Requirement ▸
Every line containing the word "camera" is to be copied from the data below.

Extracted records ▸
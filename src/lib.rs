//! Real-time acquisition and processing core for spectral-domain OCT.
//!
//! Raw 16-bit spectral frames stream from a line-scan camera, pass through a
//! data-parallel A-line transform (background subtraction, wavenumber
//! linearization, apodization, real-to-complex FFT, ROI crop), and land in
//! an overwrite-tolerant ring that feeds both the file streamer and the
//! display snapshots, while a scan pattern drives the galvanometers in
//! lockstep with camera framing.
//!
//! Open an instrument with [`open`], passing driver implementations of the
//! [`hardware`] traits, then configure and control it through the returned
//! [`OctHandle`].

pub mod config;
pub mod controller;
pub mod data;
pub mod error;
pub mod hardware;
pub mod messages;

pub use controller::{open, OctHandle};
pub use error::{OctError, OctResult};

* * *

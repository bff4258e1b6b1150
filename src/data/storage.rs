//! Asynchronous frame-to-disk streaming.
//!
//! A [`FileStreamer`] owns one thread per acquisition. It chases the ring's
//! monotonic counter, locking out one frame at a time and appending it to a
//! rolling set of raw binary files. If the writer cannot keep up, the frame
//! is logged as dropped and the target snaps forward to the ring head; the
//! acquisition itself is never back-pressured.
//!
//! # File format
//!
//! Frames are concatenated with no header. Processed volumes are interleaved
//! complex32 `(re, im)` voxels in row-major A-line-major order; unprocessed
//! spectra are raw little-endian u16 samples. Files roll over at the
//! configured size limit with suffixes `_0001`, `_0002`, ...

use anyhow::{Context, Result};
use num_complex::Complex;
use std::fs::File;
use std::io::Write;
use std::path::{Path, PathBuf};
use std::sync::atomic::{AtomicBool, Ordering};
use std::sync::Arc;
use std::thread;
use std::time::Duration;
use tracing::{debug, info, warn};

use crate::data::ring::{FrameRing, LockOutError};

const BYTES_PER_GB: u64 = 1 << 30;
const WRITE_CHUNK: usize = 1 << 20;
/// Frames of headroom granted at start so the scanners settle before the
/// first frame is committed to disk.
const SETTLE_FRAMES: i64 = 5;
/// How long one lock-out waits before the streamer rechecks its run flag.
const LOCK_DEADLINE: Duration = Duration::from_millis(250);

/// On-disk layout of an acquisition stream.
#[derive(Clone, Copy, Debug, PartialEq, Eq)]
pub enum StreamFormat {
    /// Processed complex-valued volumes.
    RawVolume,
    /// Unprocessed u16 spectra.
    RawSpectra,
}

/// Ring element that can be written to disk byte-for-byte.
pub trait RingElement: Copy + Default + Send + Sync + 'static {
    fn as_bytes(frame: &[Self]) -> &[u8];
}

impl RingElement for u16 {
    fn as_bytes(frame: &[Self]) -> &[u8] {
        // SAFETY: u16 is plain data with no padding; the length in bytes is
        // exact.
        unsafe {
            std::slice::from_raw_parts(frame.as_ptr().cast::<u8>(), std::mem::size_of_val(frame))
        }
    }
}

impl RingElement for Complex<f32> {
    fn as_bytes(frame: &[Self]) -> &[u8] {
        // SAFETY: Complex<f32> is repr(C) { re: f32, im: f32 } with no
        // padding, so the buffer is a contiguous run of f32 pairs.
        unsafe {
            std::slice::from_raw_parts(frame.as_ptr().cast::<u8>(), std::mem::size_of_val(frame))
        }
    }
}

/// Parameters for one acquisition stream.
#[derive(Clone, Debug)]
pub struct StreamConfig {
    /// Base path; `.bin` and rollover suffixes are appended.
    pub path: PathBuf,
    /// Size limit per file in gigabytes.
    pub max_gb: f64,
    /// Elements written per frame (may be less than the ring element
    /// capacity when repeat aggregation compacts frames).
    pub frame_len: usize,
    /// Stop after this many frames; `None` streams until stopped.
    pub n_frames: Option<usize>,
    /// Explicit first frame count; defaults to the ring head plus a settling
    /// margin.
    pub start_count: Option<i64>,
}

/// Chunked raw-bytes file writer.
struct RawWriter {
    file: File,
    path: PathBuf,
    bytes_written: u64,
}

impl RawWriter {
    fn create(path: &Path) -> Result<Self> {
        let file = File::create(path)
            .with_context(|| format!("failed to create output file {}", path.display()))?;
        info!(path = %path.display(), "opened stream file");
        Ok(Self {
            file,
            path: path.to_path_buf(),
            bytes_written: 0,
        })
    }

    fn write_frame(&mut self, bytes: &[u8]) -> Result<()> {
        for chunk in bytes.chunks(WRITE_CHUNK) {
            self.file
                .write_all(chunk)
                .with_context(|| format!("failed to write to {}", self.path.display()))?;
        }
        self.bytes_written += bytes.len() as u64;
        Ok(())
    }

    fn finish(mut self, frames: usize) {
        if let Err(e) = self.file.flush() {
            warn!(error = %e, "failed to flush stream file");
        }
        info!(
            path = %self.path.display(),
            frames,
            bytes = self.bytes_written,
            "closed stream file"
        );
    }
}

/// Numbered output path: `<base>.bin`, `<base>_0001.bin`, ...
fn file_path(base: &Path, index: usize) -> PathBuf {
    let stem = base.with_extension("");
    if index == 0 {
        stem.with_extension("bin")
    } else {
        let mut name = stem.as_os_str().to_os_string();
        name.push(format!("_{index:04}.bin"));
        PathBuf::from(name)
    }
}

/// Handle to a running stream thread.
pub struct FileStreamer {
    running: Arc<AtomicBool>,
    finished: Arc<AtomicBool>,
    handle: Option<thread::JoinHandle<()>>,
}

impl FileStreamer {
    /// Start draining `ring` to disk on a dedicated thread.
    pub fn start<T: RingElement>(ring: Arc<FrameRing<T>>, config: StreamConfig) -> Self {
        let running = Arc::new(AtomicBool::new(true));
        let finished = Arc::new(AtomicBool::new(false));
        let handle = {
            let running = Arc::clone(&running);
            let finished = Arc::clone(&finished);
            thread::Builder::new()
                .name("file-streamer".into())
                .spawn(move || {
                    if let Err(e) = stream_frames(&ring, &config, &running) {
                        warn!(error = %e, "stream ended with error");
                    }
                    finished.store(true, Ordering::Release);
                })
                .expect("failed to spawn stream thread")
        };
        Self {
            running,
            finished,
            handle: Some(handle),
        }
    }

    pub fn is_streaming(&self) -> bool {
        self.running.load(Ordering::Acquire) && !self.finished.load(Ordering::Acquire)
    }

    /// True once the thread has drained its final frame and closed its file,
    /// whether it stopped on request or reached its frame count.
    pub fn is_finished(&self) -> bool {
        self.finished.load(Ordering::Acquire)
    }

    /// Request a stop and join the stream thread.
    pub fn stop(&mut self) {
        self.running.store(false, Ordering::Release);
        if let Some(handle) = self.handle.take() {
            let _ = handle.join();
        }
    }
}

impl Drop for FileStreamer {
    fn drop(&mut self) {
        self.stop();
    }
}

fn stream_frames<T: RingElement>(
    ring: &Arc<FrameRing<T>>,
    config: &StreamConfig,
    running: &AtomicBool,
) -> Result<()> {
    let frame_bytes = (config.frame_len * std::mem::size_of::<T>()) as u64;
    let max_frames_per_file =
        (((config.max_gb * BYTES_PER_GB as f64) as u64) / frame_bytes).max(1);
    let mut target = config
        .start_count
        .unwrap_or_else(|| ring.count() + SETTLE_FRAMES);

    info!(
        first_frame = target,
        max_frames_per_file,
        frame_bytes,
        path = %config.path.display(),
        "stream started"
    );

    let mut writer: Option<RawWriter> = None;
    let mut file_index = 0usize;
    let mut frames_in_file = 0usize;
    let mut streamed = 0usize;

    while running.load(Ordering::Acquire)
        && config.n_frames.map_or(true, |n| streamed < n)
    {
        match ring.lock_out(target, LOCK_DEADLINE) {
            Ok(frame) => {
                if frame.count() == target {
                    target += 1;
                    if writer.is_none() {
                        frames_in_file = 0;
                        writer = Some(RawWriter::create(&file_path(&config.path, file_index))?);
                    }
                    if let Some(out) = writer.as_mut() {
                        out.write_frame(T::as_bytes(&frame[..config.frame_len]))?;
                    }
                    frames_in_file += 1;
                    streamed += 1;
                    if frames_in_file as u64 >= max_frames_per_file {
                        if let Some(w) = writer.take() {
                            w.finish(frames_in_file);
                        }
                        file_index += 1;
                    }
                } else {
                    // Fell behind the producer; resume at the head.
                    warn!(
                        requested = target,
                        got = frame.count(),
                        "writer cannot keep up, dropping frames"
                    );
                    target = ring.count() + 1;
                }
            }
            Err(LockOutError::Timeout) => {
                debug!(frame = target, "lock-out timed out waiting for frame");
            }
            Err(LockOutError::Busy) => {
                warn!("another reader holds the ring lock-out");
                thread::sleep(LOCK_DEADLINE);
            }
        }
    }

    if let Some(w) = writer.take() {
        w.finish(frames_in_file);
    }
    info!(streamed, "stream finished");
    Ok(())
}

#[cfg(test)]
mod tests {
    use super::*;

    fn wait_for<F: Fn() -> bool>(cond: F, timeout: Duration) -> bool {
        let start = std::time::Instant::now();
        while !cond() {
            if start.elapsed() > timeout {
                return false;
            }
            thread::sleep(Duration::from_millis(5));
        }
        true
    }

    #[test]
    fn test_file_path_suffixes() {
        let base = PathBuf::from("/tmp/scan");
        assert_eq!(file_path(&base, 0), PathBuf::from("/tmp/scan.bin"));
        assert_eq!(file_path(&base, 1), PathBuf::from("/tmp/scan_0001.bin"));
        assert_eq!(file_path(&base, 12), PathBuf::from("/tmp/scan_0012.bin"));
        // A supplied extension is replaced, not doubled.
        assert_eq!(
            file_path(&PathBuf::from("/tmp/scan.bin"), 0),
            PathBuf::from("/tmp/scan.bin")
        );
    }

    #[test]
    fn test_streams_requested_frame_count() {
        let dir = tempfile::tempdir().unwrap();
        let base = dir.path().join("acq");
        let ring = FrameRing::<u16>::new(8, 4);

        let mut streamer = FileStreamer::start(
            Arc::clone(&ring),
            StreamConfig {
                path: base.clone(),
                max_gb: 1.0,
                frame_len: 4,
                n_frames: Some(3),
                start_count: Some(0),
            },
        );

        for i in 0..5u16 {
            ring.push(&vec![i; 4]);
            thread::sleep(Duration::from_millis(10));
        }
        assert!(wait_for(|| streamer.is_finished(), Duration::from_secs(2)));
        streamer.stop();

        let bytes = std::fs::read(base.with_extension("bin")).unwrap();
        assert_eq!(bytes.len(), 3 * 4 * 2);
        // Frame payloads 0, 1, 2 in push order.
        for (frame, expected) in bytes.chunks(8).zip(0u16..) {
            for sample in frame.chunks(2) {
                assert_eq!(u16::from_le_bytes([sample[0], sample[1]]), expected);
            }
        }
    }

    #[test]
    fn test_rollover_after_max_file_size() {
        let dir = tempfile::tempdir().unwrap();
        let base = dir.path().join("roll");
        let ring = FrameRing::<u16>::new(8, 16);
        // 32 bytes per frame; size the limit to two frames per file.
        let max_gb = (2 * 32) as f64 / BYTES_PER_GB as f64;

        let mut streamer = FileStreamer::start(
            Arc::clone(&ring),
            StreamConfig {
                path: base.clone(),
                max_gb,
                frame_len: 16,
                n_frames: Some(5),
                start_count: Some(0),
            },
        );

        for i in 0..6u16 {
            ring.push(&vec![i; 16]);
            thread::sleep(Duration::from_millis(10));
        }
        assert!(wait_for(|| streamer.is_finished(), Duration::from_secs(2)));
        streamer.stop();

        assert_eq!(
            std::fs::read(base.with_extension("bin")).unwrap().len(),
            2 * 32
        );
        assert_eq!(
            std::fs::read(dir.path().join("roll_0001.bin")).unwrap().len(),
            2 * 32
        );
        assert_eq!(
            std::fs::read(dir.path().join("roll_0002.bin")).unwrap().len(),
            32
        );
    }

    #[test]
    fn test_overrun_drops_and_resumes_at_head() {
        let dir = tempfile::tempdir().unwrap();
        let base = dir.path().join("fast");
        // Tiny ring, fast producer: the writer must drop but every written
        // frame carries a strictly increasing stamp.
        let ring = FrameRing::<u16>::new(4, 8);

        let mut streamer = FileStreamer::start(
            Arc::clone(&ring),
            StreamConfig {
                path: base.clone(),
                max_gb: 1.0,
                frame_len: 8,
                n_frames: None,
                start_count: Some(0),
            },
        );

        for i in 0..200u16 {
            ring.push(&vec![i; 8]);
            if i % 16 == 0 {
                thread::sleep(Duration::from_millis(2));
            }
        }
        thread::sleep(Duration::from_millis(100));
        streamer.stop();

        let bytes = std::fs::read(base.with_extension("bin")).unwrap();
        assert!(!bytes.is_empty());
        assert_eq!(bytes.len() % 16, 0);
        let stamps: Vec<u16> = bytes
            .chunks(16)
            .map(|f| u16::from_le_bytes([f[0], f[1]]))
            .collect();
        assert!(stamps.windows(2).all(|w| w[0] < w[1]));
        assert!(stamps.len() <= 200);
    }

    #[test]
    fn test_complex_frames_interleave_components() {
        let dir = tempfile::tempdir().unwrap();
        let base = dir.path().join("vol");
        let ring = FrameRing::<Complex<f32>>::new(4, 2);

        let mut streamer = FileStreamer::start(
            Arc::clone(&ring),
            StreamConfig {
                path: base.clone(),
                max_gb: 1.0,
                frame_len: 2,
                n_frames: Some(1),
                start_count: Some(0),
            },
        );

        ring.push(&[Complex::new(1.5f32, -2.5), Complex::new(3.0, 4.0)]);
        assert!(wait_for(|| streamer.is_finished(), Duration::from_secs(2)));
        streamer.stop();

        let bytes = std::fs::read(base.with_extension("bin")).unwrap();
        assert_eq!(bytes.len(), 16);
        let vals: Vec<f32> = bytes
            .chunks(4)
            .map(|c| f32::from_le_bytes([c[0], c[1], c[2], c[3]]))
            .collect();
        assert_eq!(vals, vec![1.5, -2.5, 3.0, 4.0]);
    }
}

==

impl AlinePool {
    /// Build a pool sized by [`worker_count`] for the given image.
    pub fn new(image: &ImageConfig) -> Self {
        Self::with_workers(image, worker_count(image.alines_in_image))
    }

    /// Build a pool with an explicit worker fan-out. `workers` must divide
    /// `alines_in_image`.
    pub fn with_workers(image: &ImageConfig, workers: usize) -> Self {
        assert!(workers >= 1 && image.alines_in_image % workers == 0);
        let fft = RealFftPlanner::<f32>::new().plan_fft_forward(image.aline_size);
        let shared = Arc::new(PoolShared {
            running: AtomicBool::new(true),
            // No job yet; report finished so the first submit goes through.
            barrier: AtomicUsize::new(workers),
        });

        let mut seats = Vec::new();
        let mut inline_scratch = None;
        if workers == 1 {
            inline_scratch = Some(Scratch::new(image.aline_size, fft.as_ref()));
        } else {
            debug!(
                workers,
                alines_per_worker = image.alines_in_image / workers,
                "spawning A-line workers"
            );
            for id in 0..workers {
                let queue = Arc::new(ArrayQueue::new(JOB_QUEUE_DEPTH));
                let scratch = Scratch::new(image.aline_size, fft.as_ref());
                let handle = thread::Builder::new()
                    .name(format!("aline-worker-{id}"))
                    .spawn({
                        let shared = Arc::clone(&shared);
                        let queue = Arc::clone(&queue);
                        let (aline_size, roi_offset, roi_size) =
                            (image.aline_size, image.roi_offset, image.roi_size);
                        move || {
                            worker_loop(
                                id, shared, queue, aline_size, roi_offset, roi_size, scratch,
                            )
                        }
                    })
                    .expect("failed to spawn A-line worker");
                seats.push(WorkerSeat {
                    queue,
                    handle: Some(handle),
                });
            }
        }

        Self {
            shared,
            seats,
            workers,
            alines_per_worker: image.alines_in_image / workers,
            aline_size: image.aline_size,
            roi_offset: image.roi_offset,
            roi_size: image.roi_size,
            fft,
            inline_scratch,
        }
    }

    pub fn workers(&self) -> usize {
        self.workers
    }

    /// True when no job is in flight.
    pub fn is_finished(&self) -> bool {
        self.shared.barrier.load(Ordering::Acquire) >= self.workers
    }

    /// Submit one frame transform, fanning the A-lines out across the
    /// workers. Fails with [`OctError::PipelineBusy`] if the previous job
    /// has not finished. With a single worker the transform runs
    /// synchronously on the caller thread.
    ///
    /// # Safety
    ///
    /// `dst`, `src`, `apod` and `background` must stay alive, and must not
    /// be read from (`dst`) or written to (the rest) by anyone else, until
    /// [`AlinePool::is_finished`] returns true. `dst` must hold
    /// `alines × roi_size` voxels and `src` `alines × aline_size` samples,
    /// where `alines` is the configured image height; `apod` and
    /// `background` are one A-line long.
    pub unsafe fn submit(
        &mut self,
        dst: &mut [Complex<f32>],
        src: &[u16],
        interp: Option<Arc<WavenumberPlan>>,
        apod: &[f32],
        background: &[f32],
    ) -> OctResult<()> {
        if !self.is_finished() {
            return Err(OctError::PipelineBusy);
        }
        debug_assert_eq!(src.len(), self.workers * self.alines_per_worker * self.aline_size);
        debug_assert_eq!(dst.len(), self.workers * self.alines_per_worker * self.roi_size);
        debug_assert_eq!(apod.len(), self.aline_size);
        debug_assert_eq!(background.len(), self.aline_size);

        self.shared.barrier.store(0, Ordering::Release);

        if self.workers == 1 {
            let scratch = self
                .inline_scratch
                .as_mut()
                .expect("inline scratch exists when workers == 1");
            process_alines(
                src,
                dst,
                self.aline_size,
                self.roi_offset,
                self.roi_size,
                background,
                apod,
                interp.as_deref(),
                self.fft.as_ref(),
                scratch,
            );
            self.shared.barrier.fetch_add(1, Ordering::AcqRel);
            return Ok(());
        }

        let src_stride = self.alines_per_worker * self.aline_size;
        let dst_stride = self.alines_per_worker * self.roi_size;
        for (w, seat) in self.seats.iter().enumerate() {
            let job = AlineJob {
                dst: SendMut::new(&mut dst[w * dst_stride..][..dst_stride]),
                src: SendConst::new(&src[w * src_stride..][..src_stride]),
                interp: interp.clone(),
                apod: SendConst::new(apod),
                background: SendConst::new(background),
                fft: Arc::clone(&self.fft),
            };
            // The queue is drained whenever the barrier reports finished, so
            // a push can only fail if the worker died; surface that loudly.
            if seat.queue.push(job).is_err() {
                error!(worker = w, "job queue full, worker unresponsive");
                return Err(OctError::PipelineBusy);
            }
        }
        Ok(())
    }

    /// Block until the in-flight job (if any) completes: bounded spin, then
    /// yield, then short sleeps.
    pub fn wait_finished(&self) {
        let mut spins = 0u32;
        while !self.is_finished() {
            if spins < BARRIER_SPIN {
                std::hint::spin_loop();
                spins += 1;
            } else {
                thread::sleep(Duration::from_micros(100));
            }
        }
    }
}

Answer area ▸
//! Raw 16-bit spectral frames stream from a line-scan camera, pass through a
//! lockstep with camera framing.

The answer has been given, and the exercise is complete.